BEGIN Data extract

//! Benchmark driver
//!
//! One harness context holds everything a run mutates: configuration, the
//! clock, the sponge and the reporter. The driver sets up the execution
//! environment, walks the module's exports, then the native routines, and
//! benchmarks each target in turn on the calling thread.

use std::borrow::Cow;
use std::path::PathBuf;

use tracing::{debug, info, warn};

use crate::clock::{Clock, MillisClock};
use crate::config::HarnessConfig;
use crate::enumerate::ModuleFunctionEnumerator;
use crate::error::{HarnessError, HarnessResult};
use crate::measure::{self, Measurement};
use crate::native;
use crate::report::{OutputFormat, Reporter};
use crate::runtime::{BoundModule, ExecutionEnvironment, WasmtimeEnvironment};
use crate::sponge::Sponge;
use crate::stats::BenchmarkResult;
use crate::target::{InvocationTarget, NativeTarget};

/// Module benchmarked when no path is given
pub const EMBEDDED_MODULE: &str = include_str!("../demos/math.wat");

/// Mutable state shared by every component for the length of a run
pub struct HarnessContext {
    pub config: HarnessConfig,
    pub clock: Box<dyn Clock>,
    pub sponge: Sponge,
    pub reporter: Reporter,
}

impl HarnessContext {
    pub fn new(config: HarnessConfig, clock: Box<dyn Clock>, reporter: Reporter) -> Self {
        Self {
            config,
            clock,
            sponge: Sponge::new(),
            reporter,
        }
    }
}

/// Where the module bytes come from
#[derive(Debug, Clone, PartialEq, Eq)]
pub enum ModuleSource {
    Embedded,
    Path(PathBuf),
}

impl ModuleSource {
    pub fn bytes(&self) -> HarnessResult<Cow<'static, [u8]>> {
        match self {
            ModuleSource::Embedded => Ok(Cow::Borrowed(EMBEDDED_MODULE.as_bytes())),
            ModuleSource::Path(path) => std::fs::read(path).map(Cow::Owned).map_err(|e| {
                HarnessError::ModuleRead {
                    path: path.display().to_string(),
                    message: e.to_string(),
                }
            }),
        }
    }
}

/// What a run produced
#[derive(Debug, Clone, Default)]
pub struct RunSummary {
    /// Benchmarked targets in report order
    pub results: Vec<(String, BenchmarkResult)>,
    /// Targets reported as failed and skipped
    pub skipped: usize,
    /// Final sponge value
    pub sponge: f64,
}

pub struct Harness {
    ctx: HarnessContext,
    summary: RunSummary,
}

impl Harness {
    pub fn new(config: HarnessConfig, clock: Box<dyn Clock>, reporter: Reporter) -> Self {
        Self {
            ctx: HarnessContext::new(config, clock, reporter),
            summary: RunSummary::default(),
        }
    }

    /// Harness reporting to stdout with the millisecond wall clock
    pub fn with_stdout(config: HarnessConfig, format: OutputFormat) -> Self {
        let reporter = Reporter::stdout(format, config.calibration_floor_ms);
        Self::new(config, Box::new(MillisClock::new()), reporter)
    }

    /// Run the whole benchmark sequence
    ///
    /// A fatal error is written as a single `Fatal:` line before it is
    /// returned; non-fatal errors are reported inline and the run continues.
    pub fn run(mut self, source: &ModuleSource) -> HarnessResult<RunSummary> {
        match self.run_inner(source) {
            Ok(()) => self.finish(),
            Err(err) => {
                self.ctx.reporter.fatal(&err)?;
                Err(err)
            }
        }
    }

    fn run_inner(&mut self, source: &ModuleSource) -> HarnessResult<()> {
        self.ctx.config.validate().map_err(HarnessError::Config)?;

        // Every fatal step happens before the header is written
        let module = if self.ctx.config.wasm {
            let environment = WasmtimeEnvironment::new(self.ctx.config.engine_options())
                .map_err(|e| HarnessError::EnvironmentCreation(e.message))?;
            let bytes = source.bytes()?;
            Some(self.load_module(&environment, &bytes)?)
        } else {
            None
        };

        self.ctx.reporter.header()?;

        if let Some(mut module) = module {
            self.benchmark_module(&mut module)?;
        }
        if self.ctx.config.native {
            self.run_native()?;
        }
        Ok(())
    }

    /// Flush the report and hand back what the run produced
    pub fn finish(mut self) -> HarnessResult<RunSummary> {
        self.ctx.reporter.finish()?;
        self.summary.sponge = self.ctx.sponge.value();
        debug!(sponge = self.summary.sponge, "run complete");
        Ok(self.summary)
    }

    /// Load and benchmark every exported function of a module
    pub fn run_module<E: ExecutionEnvironment>(
        &mut self,
        environment: &E,
        bytes: &[u8],
    ) -> HarnessResult<()> {
        let mut module = self.load_module(environment, bytes)?;
        self.benchmark_module(&mut module)
    }

    /// Create a runtime, then parse and load the module into it
    pub fn load_module<E: ExecutionEnvironment>(
        &self,
        environment: &E,
        bytes: &[u8],
    ) -> HarnessResult<E::Bound> {
        let runtime = environment
            .new_runtime()
            .map_err(|e| HarnessError::RuntimeCreation(e.message))?;
        let parsed = environment
            .parse(bytes)
            .map_err(|e| HarnessError::Parse(e.message))?;
        let module = environment
            .load(runtime, parsed)
            .map_err(|e| HarnessError::Load(e.message))?;
        info!(functions = module.functions().len(), "module loaded");
        Ok(module)
    }

    /// Benchmark every exported function of a loaded module
    pub fn benchmark_module<M: BoundModule>(&mut self, module: &mut M) -> HarnessResult<()> {
        let mut enumerator = ModuleFunctionEnumerator::new(self.ctx.config.start_policy);
        while let Some(mut target) = enumerator.next_target(&mut *module, &mut self.ctx.reporter)? {
            self.benchmark(&mut target)?;
        }
        Ok(())
    }

    /// Benchmark the native routine list
    pub fn run_native(&mut self) -> HarnessResult<()> {
        for (name, routine) in native::routines() {
            let mut target = NativeTarget::new(name, routine);
            self.benchmark(&mut target)?;
        }
        Ok(())
    }

    /// Benchmark a single target, reporting non-fatal failures
    pub fn benchmark(
        &mut self,
        target: &mut dyn InvocationTarget,
    ) -> HarnessResult<Option<Measurement>> {
        match measure::benchmark(&mut self.ctx, target) {
            Ok(measurement) => {
                self.summary
                    .results
                    .push((target.label().to_string(), measurement.result));
                Ok(Some(measurement))
            }
            Err(err) if !err.is_fatal() => {
                warn!(target_name = target.label(), phase = err.phase(), "target skipped");
                self.ctx.reporter.error(target.label(), &err)?;
                self.summary.skipped += 1;
                Ok(None)
            }
            Err(err) => Err(err),
        }
    }

    pub fn context(&self) -> &HarnessContext {
        &self.ctx
    }
}
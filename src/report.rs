//! Report output
//!
//! Text mode streams one line per target as samples arrive, followed by a
//! summary line. JSON mode collects everything and writes a single document
//! when the run finishes. Fatal diagnostics are always a single text line.

use std::io::Write;

use clap::ValueEnum;
use serde::{Deserialize, Serialize};

use crate::error::{HarnessError, HarnessResult};
use crate::format::format_duration;
use crate::stats::{BenchmarkResult, SampleSet, SAMPLE_COUNT};

/// Output format for benchmark reports
#[derive(Debug, Clone, Copy, PartialEq, Eq, Default, ValueEnum)]
pub enum OutputFormat {
    /// Human-readable lines (default)
    #[default]
    Text,
    /// Single JSON document for machine parsing
    Json,
}

/// A benchmarked target
#[derive(Debug, Clone, Serialize, Deserialize)]
pub struct JsonTarget {
    pub name: String,
    pub loop_count: u64,
    /// Per-iteration estimates in measurement order (ms)
    pub samples_ms: Vec<f64>,
    pub mean_ms: f64,
    pub standard_deviation_ms: f64,
    /// Formatted mean, as printed in text mode
    pub mean: String,
    /// Formatted standard deviation, as printed in text mode
    pub standard_deviation: String,
}

/// A non-fatal error encountered during the run
#[derive(Debug, Clone, Serialize, Deserialize)]
pub struct JsonError {
    pub target: String,
    pub phase: String,
    pub message: String,
}

#[derive(Debug, Clone, Serialize, Deserialize)]
pub struct JsonReport {
    pub samples_per_target: usize,
    pub calibration_floor_ms: u64,
    pub targets: Vec<JsonTarget>,
    pub errors: Vec<JsonError>,
}

/// Line-oriented output sink
pub struct Reporter {
    out: Box<dyn Write>,
    format: OutputFormat,
    /// A target line has been started and not yet terminated
    line_open: bool,
    /// Label of the target being measured, between `begin_target` and `finish_target`
    current: Option<String>,
    report: JsonReport,
}

impl Reporter {
    pub fn new(out: Box<dyn Write>, format: OutputFormat, calibration_floor_ms: u64) -> Self {
        Self {
            out,
            format,
            line_open: false,
            current: None,
            report: JsonReport {
                samples_per_target: SAMPLE_COUNT,
                calibration_floor_ms,
                targets: Vec::new(),
                errors: Vec::new(),
            },
        }
    }

    pub fn stdout(format: OutputFormat, calibration_floor_ms: u64) -> Self {
        Self::new(Box::new(std::io::stdout()), format, calibration_floor_ms)
    }

    pub fn header(&mut self) -> HarnessResult<()> {
        if self.format == OutputFormat::Text {
            let floor = self.report.calibration_floor_ms;
            writeln!(
                self.out,
                "Running {} samples per target (calibration floor {}ms)...\n",
                SAMPLE_COUNT, floor
            )
            .map_err(output_error)?;
        }
        Ok(())
    }

    pub fn begin_target(&mut self, label: &str) -> HarnessResult<()> {
        self.current = Some(label.to_string());
        if self.format == OutputFormat::Text {
            self.close_line()?;
            self.open_line()?;
        }
        Ok(())
    }

    /// Live report of one sample (ms per iteration)
    ///
    /// If an error line interrupted the target, the sample line is reopened
    /// under the target's label.
    pub fn sample(&mut self, per_iteration_ms: f64) -> HarnessResult<()> {
        if self.format == OutputFormat::Text {
            if !self.line_open {
                self.open_line()?;
            }
            write!(self.out, " {}", format_duration(per_iteration_ms)).map_err(output_error)?;
            self.out.flush().map_err(output_error)?;
        }
        Ok(())
    }

    pub fn finish_target(
        &mut self,
        label: &str,
        loop_count: u64,
        samples: &SampleSet,
        result: &BenchmarkResult,
    ) -> HarnessResult<()> {
        let mean = format_duration(result.mean);
        let standard_deviation = format_duration(result.standard_deviation);
        self.current = None;

        match self.format {
            OutputFormat::Text => {
                self.close_line()?;
                writeln!(self.out, "-> Mean: {} SD: {}", mean, standard_deviation)
                    .map_err(output_error)?;
            }
            OutputFormat::Json => self.report.targets.push(JsonTarget {
                name: label.to_string(),
                loop_count,
                samples_ms: samples.as_slice().to_vec(),
                mean_ms: result.mean,
                standard_deviation_ms: result.standard_deviation,
                mean,
                standard_deviation,
            }),
        }
        Ok(())
    }

    /// Report a non-fatal error against the target it belongs to
    pub fn error(&mut self, label: &str, err: &HarnessError) -> HarnessResult<()> {
        match self.format {
            OutputFormat::Text => {
                self.close_line()?;
                writeln!(self.out, "    Error [{}] {}: {}", err.phase(), label, err)
                    .map_err(output_error)?;
            }
            OutputFormat::Json => self.report.errors.push(JsonError {
                target: label.to_string(),
                phase: err.phase().to_string(),
                message: err.to_string(),
            }),
        }
        Ok(())
    }

    /// Single diagnostic line for an error that stops the run
    pub fn fatal(&mut self, err: &HarnessError) -> HarnessResult<()> {
        self.close_line()?;
        writeln!(self.out, "Fatal: {} {}", err.phase(), err).map_err(output_error)?;
        self.out.flush().map_err(output_error)
    }

    /// Flush remaining output; JSON mode writes its document here
    pub fn finish(&mut self) -> HarnessResult<()> {
        self.close_line()?;
        if self.format == OutputFormat::Json {
            let json = serde_json::to_string_pretty(&self.report)
                .map_err(|e| HarnessError::Output(e.to_string()))?;
            writeln!(self.out, "{}", json).map_err(output_error)?;
        }
        self.out.flush().map_err(output_error)
    }

    pub fn json_report(&self) -> &JsonReport {
        &self.report
    }

    fn open_line(&mut self) -> HarnessResult<()> {
        if let Some(label) = &self.current {
            write!(self.out, "{}:", label).map_err(output_error)?;
            self.out.flush().map_err(output_error)?;
            self.line_open = true;
        }
        Ok(())
    }

    fn close_line(&mut self) -> HarnessResult<()> {
        if self.line_open {
            writeln!(self.out).map_err(output_error)?;
            self.line_open = false;
        }
        Ok(())
    }
}

fn output_error(err: std::io::Error) -> HarnessError {
    HarnessError::Output(err.to_string())
}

END Data extract

Try it: When a line of the entries contains "before", it counts; say how many such lines there are, and nothing more.

Solution below: 2